The tale once again shows just how privatization can get really fouled up and how its benefits can by mythical. Exhibit A is, of course, Northrop Grumman, the huge defense corporation that Virginia officials persuaded to bring its headquarters here this year with a goodie basket worth millions in tax breaks and incentives.
The state IT system has been a mess. It has had regular outages, forcing a game of musical chairs at VITA top management. The latest mishap occurred Aug. 25 when a couple of small circuit boards fried. Affected were 26 state agencies.
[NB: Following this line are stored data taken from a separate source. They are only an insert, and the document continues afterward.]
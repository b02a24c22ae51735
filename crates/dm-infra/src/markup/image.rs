use std::io;
use std::sync::atomic::{AtomicBool, Ordering};
use std::sync::{Arc, Mutex, MutexGuard};

use anyhow::{bail, Result};
use async_trait::async_trait;
use html5ever::serialize::Serializer;
use html5ever::{LocalName, Namespace, QualName};
use tokio::sync::watch;

use dm_core::ports::ImageElementPort;
use dm_core::{MaterializedAsset, ResourceReference};

pub(crate) const HTML_NAMESPACE: &str = "http://www.w3.org/1999/xhtml";

/// Attribute list of one element, values already entity-decoded.
pub(crate) type Attributes = Vec<(QualName, String)>;

/// Load progress of one element.
#[derive(Debug, Clone, Copy, PartialEq, Eq)]
pub enum LoadState {
    Pending,
    Loaded,
    /// Load error; still counts as settled.
    Failed,
}

/// One `<img>` element of a [`MarkupDocument`](super::MarkupDocument).
pub struct MarkupImage {
    name: QualName,
    attrs: Mutex<Attributes>,
    swapped: AtomicBool,
    state: watch::Sender<LoadState>,
    attached: Arc<AtomicBool>,
}

impl MarkupImage {
    pub(crate) fn new(name: QualName, attrs: Attributes, attached: Arc<AtomicBool>) -> Self {
        let (state, _) = watch::channel(LoadState::Pending);
        Self {
            name,
            attrs: Mutex::new(attrs),
            swapped: AtomicBool::new(false),
            state,
            attached,
        }
    }

    pub fn load_state(&self) -> LoadState {
        *self.state.borrow()
    }

    pub fn mark_loaded(&self) {
        self.state.send_replace(LoadState::Loaded);
    }

    pub fn mark_failed(&self) {
        self.state.send_replace(LoadState::Failed);
    }

    /// True once the source was replaced by a materialized asset.
    pub fn is_swapped(&self) -> bool {
        self.swapped.load(Ordering::SeqCst)
    }

    /// Decoded value of the plain (un-namespaced) attribute `local`.
    pub fn attribute(&self, local: &str) -> Option<String> {
        self.lock_attrs()
            .iter()
            .find(|(name, _)| is_plain(name, local))
            .map(|(_, value)| value.clone())
    }

    pub(crate) fn serialize<S: Serializer>(&self, serializer: &mut S) -> io::Result<()> {
        let attrs = self.lock_attrs();
        serializer.start_elem(
            self.name.clone(),
            attrs.iter().map(|(name, value)| (name, value.as_str())),
        )?;
        serializer.end_elem(self.name.clone())
    }

    fn lock_attrs(&self) -> MutexGuard<'_, Attributes> {
        self.attrs.lock().unwrap_or_else(|p| p.into_inner())
    }
}

#[async_trait]
impl ImageElementPort for MarkupImage {
    fn src(&self) -> Option<ResourceReference> {
        self.attribute("src").map(ResourceReference::from)
    }

    fn set_src(&self, asset: &MaterializedAsset) -> Result<()> {
        if !self.attached.load(Ordering::SeqCst) {
            bail!("image element is no longer attached");
        }
        let mut attrs = self.lock_attrs();
        match attrs.iter_mut().find(|(name, _)| is_plain(name, "src")) {
            Some((_, value)) => *value = asset.as_str().to_string(),
            None => attrs.push((attribute_name("src"), asset.as_str().to_string())),
        }
        self.swapped.store(true, Ordering::SeqCst);
        Ok(())
    }

    async fn wait_settled(&self) {
        let mut rx = self.state.subscribe();
        // the sender lives as long as `self`, so this cannot observe a closed channel
        let _ = rx.wait_for(|state| *state != LoadState::Pending).await;
    }
}

pub(crate) fn is_html_element(name: &QualName, local: &str) -> bool {
    &*name.ns == HTML_NAMESPACE && &*name.local == local
}

fn is_plain(name: &QualName, local: &str) -> bool {
    name.ns.is_empty() && &*name.local == local
}

pub(crate) fn html_element_name(local: &str) -> QualName {
    QualName::new(None, Namespace::from(HTML_NAMESPACE), LocalName::from(local))
}

fn attribute_name(local: &str) -> QualName {
    QualName::new(None, Namespace::from(""), LocalName::from(local))
}
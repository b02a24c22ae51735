use std::io::Cursor;

use anyhow::{Context, Result};
use async_trait::async_trait;
use image::{GenericImageView, ImageFormat};
use tokio::task::spawn_blocking;
use tracing::debug;

use dm_core::ports::RasterSurfacePort;
use dm_core::{FetchedAsset, MaterializedAsset};

/// Off-screen surface: decode the fetched bytes, draw them at natural size and
/// serialize the result as a PNG data URI.
pub struct PngRasterSurface;

impl PngRasterSurface {
    pub fn new() -> Self {
        Self
    }
}

impl Default for PngRasterSurface {
    fn default() -> Self {
        Self::new()
    }
}

#[async_trait]
impl RasterSurfacePort for PngRasterSurface {
    async fn draw(&self, asset: &FetchedAsset) -> Result<MaterializedAsset> {
        let bytes = asset.bytes.clone();
        let content_type = asset.content_type.clone();

        // decode and encode are CPU bound; keep them off the runtime threads
        let (png_bytes, width, height) =
            spawn_blocking(move || redraw_as_png(&bytes, content_type.as_deref()))
                .await
                .context("raster surface task failed")?
                .with_context(|| format!("draw {}", asset.reference))?;

        debug!(reference = %asset.reference, width, height, "Drew image to raster surface");
        Ok(MaterializedAsset::from_encoded("image/png", &png_bytes))
    }
}

/// Decode `bytes` (trusting the content type first, sniffing otherwise) and
/// re-encode them as an RGBA PNG of the same size.
fn redraw_as_png(bytes: &[u8], content_type: Option<&str>) -> Result<(Vec<u8>, u32, u32)> {
    let decoded = match content_type.and_then(ImageFormat::from_mime_type) {
        Some(format) => image::load_from_memory_with_format(bytes, format)
            .or_else(|_| image::load_from_memory(bytes)),
        None => image::load_from_memory(bytes),
    }
    .context("decode image bytes")?;

    let (width, height) = decoded.dimensions();
    let rgba = image::DynamicImage::ImageRgba8(decoded.to_rgba8());

    let mut png_bytes = Vec::new();
    rgba.write_to(&mut Cursor::new(&mut png_bytes), ImageFormat::Png)
        .context("encode raster surface to png")?;
    Ok((png_bytes, width, height))
}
All but six were up and running this morning.
There’s plenty of blame to spread around. Former governor Mark Warner, a Democrat who now represents the state as a senator, was so enamored with the then-fashionable privatization concept back in 2005 that he entered into this outsourcing deal. At the time, state computing was a mishmash of incompatible systems.
Republican Gov. Robert F. McDonnell inherited the mess, plus about $75,000 in campaign contributions from Northrop Grumman. During the campaign, he made some noises about the issue but piped down. Why? Virginia was in the running to snag Northrop Grumman’s Los Angeles headquarters. It competed against Maryland and the District and won the relocation derby by offering up more than $13 million in state incentives and breaks, plus a like amount from Fairfax County.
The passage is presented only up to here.